What to do:
Write out once more the lines running from the top of the entries below to the line with "pub fn new(volume: Handle<Image>)", both ends included.

Data for this exercise:
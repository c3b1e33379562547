use bevy::prelude::*;
use tracing::debug;

use crate::{
    env::EnvMapSource,
    march::MarchParams,
    material::{MarcherDefines, VolumeMarcherMaterial, VolumeMarcherUniform},
    mesh::unit_box_mesh,
    shading::MaterialParams,
};

/// Construction-time configuration of a [`VolumeMarcher`].
///
/// Everything but the volume has a default:
///
/// ```rust,ignore
/// let marcher = VolumeMarcher::new(VolumeMarcherOptions {
///     roughness: 0.3,
///     env_map: Some(EnvMapSource::new(env_handle, &env_image)),
///     ..VolumeMarcherOptions::new(volume_handle)
/// });
/// ```
#[derive(Clone, Debug, PartialEq)]
pub struct VolumeMarcherOptions {
    pub displacement_frequency: f32,
    pub displacement_scale: f32,
    pub env_map: Option<EnvMapSource>,
    pub env_map_intensity: f32,
    pub metalness: f32,
    pub roughness: f32,
    pub threshold: f32,
    /// 3D density texture, see [`VolumeField::to_image`](crate::volume::VolumeField::to_image).
    pub volume: Handle<Image>,
}

impl VolumeMarcherOptions {
    pub fn new(volume: Handle<Image>) -> Self {
        let defaults = VolumeMarcherUniform::default();
        Self {
            displacement_frequency: defaults.displacement_frequency,
            displacement_scale: defaults.displacement_scale,
            env_map: None,
            env_map_intensity: defaults.env_map_intensity,
            metalness: defaults.metalness,
            roughness: defaults.roughness,
            threshold: defaults.threshold,
            volume,
        }
    }
}

/// Host-side parameter binding of one ray-marched volume.
///
/// Every parameter is a plain get/set pair writing into uniform storage, which the
/// plugin pushes to the owned [`VolumeMarcherMaterial`] whenever the component changes.
/// The environment map is the exception: its setter also maintains the shader defines
/// and reports whether they changed, since that forces a pipeline recompile.
///
/// ```text
/// set_threshold(..)      →  uniform write                →  bind group refresh
/// set_env_map(..)        →  uniform write + defines      →  pipeline re-specialization
/// ```
///
/// After [`dispose`](VolumeMarcher::dispose) only `dispose` itself may be called again;
/// any other use is a precondition violation and is not checked.
#[derive(Component, Debug)]
pub struct VolumeMarcher {
    uniform: VolumeMarcherUniform,
    volume: Handle<Image>,
    env_map: Option<EnvMapSource>,
    defines: MarcherDefines,
    needs_update: bool,
    mesh: Option<Handle<Mesh>>,
    material: Option<Handle<VolumeMarcherMaterial>>,
}

impl VolumeMarcher {
    pub fn new(options: VolumeMarcherOptions) -> Self {
        let mut marcher = Self {
            uniform: VolumeMarcherUniform {
                threshold: options.threshold,
                displacement_frequency: options.displacement_frequency,
                displacement_scale: options.displacement_scale,
                env_map_intensity: options.env_map_intensity,
                metalness: options.metalness,
                roughness: options.roughness,
            },
            volume: options.volume,
            env_map: None,
            defines: MarcherDefines::default(),
            needs_update: false,
            mesh: None,
            material: None,
        };
        if options.env_map.is_some() {
            marcher.set_env_map(options.env_map);
        }
        // No material exists yet; the first build compiles with the current defines.
        marcher.needs_update = false;
        marcher
    }

    pub fn threshold(&self) -> f32 {
        self.uniform.threshold
    }

    pub fn set_threshold(&mut self, value: f32) {
        self.uniform.threshold = value;
    }

    pub fn displacement_frequency(&self) -> f32 {
        self.uniform.displacement_frequency
    }

    pub fn set_displacement_frequency(&mut self, value: f32) {
        self.uniform.displacement_frequency = value;
    }

    pub fn displacement_scale(&self) -> f32 {
        self.uniform.displacement_scale
    }

    pub fn set_displacement_scale(&mut self, value: f32) {
        self.uniform.displacement_scale = value;
    }

    pub fn env_map_intensity(&self) -> f32 {
        self.uniform.env_map_intensity
    }

    pub fn set_env_map_intensity(&mut self, value: f32) {
        self.uniform.env_map_intensity = value;
    }

    pub fn metalness(&self) -> f32 {
        self.uniform.metalness
    }

    pub fn set_metalness(&mut self, value: f32) {
        self.uniform.metalness = value;
    }

    pub fn roughness(&self) -> f32 {
        self.uniform.roughness
    }

    pub fn set_roughness(&mut self, value: f32) {
        self.uniform.roughness = value;
    }

    pub fn volume(&self) -> &Handle<Image> {
        &self.volume
    }

    pub fn set_volume(&mut self, volume: Handle<Image>) {
        self.volume = volume;
    }

    pub fn env_map(&self) -> Option<&EnvMapSource> {
        self.env_map.as_ref()
    }

    /// Binds (or clears) the environment map and refreshes the derived defines.
    ///
    /// Returns `true` when any define changed, which also raises
    /// [`needs_update`](VolumeMarcher::needs_update). Binding a map with the same
    /// resolution as the current one returns `false`.
    pub fn set_env_map(&mut self, env_map: Option<EnvMapSource>) -> bool {
        let mut changed = false;

        let present = env_map.is_some();
        if self.defines.envmap_type_cube_uv != present {
            self.defines.envmap_type_cube_uv = present;
            changed = true;
        }

        let constants = env_map.as_ref().map(EnvMapSource::constants);
        if self.defines.cubeuv != constants {
            self.defines.cubeuv = constants;
            changed = true;
        }

        self.env_map = env_map;
        if changed {
            debug!(defines = ?self.defines, "environment map defines changed");
            self.needs_update = true;
        }
        changed
    }

    /// Re-measures the bound environment map after its image asset changed.
    ///
    /// Returns whether the derived defines changed, like [`set_env_map`](Self::set_env_map).
    /// Images other than the bound one are ignored.
    pub fn refresh_env_map(&mut self, id: AssetId<Image>, image: &Image) -> bool {
        let Some(current) = self.env_map.as_ref().filter(|env| env.image().id() == id) else {
            return false;
        };
        let refreshed = EnvMapSource::new(current.image().clone(), image);
        if refreshed == *current {
            return false;
        }
        self.set_env_map(Some(refreshed))
    }

    pub fn defines(&self) -> &MarcherDefines {
        &self.defines
    }

    /// Whether a define changed since the flag was last taken.
    pub fn needs_update(&self) -> bool {
        self.needs_update
    }

    /// Returns and clears the recompile flag.
    pub fn take_needs_update(&mut self) -> bool {
        std::mem::take(&mut self.needs_update)
    }

    /// Snapshot of the traversal parameters, for the CPU tracer.
    pub fn march_params(&self) -> MarchParams {
        MarchParams {
            threshold: self.uniform.threshold,
            displacement_frequency: self.uniform.displacement_frequency,
            displacement_scale: self.uniform.displacement_scale,
        }
    }

    /// Snapshot of the shading parameters, for the CPU tracer.
    pub fn material_params(&self) -> MaterialParams {
        MaterialParams {
            metalness: self.uniform.metalness,
            roughness: self.uniform.roughness,
            env_map_intensity: self.uniform.env_map_intensity,
        }
    }

    /// Copies every parameter from `source` by reapplying each setter.
    ///
    /// Mesh and material handles are not copied: the two marchers never share
    /// uniform storage.
    pub fn copy_from(&mut self, source: &VolumeMarcher) -> &mut Self {
        self.set_displacement_frequency(source.displacement_frequency());
        self.set_displacement_scale(source.displacement_scale());
        self.set_env_map(source.env_map.clone());
        self.set_env_map_intensity(source.env_map_intensity());
        self.set_metalness(source.metalness());
        self.set_roughness(source.roughness());
        self.set_threshold(source.threshold());
        self.set_volume(source.volume.clone());
        self
    }

    /// A material reflecting the current uniforms, textures and defines.
    pub fn to_material(&self) -> VolumeMarcherMaterial {
        VolumeMarcherMaterial {
            params: self.uniform,
            volume: self.volume.clone(),
            env_map: self.env_map.as_ref().map(|env| env.image().clone()),
            defines: self.defines,
        }
    }

    /// Pushes the current state into an existing material.
    pub fn write_material(&self, material: &mut VolumeMarcherMaterial) {
        material.params = self.uniform;
        material.defines = self.defines;
        if material.volume != self.volume {
            material.volume = self.volume.clone();
        }
        let env_image = self.env_map.as_ref().map(EnvMapSource::image);
        if material.env_map.as_ref() != env_image {
            material.env_map = env_image.cloned();
        }
    }

    pub fn mesh_handle(&self) -> Option<&Handle<Mesh>> {
        self.mesh.as_ref()
    }

    pub fn material_handle(&self) -> Option<&Handle<VolumeMarcherMaterial>> {
        self.material.as_ref()
    }

    /// Creates the owned box mesh and material and returns the components to render them.
    ///
    /// Any previously built resources are released first.
    ///
    /// ```rust,ignore
    /// let mut marcher = VolumeMarcher::new(VolumeMarcherOptions::new(volume));
    /// let render = marcher.build(&mut meshes, &mut materials);
    /// commands.spawn((marcher, render, Transform::from_scale(Vec3::splat(4.0))));
    /// ```
    pub fn build(
        &mut self,
        meshes: &mut Assets<Mesh>,
        materials: &mut Assets<VolumeMarcherMaterial>,
    ) -> (Mesh3d, MeshMaterial3d<VolumeMarcherMaterial>) {
        self.dispose(meshes, materials);
        let mesh = meshes.add(unit_box_mesh());
        let material = materials.add(self.to_material());
        self.mesh = Some(mesh.clone());
        self.material = Some(material.clone());
        self.needs_update = false;
        (Mesh3d(mesh), MeshMaterial3d(material))
    }

    /// Releases the owned mesh and material.
    ///
    /// Returns whether anything was released. Calling it again is a no-op.
    pub fn dispose(
        &mut self,
        meshes: &mut Assets<Mesh>,
        materials: &mut Assets<VolumeMarcherMaterial>,
    ) -> bool {
        let mut released = false;
        if let Some(mesh) = self.mesh.take() {
            meshes.remove(&mesh);
            released = true;
        }
        if let Some(material) = self.material.take() {
            materials.remove(&material);
            released = true;
        }
        if released {
            debug!("released volume marcher mesh and material");
        }
        released
    }
}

Exercise output:
repository c3b1e33379562547
use bevy::prelude::*;
use tracing::debug;

use crate::{
    env::EnvMapSource,
    march::MarchParams,
    material::{MarcherDefines, VolumeMarcherMaterial, VolumeMarcherUniform},
    mesh::unit_box_mesh,
    shading::MaterialParams,
};

/// Construction-time configuration of a [`VolumeMarcher`].
///
/// Everything but the volume has a default:
///
/// ```rust,ignore
/// let marcher = VolumeMarcher::new(VolumeMarcherOptions {
///     roughness: 0.3,
///     env_map: Some(EnvMapSource::new(env_handle, &env_image)),
///     ..VolumeMarcherOptions::new(volume_handle)
/// });
/// ```
#[derive(Clone, Debug, PartialEq)]
pub struct VolumeMarcherOptions {
    pub displacement_frequency: f32,
    pub displacement_scale: f32,
    pub env_map: Option<EnvMapSource>,
    pub env_map_intensity: f32,
    pub metalness: f32,
    pub roughness: f32,
    pub threshold: f32,
    /// 3D density texture, see [`VolumeField::to_image`](crate::volume::VolumeField::to_image).
    pub volume: Handle<Image>,
}

impl VolumeMarcherOptions {
    pub fn new(volume: Handle<Image>) -> Self {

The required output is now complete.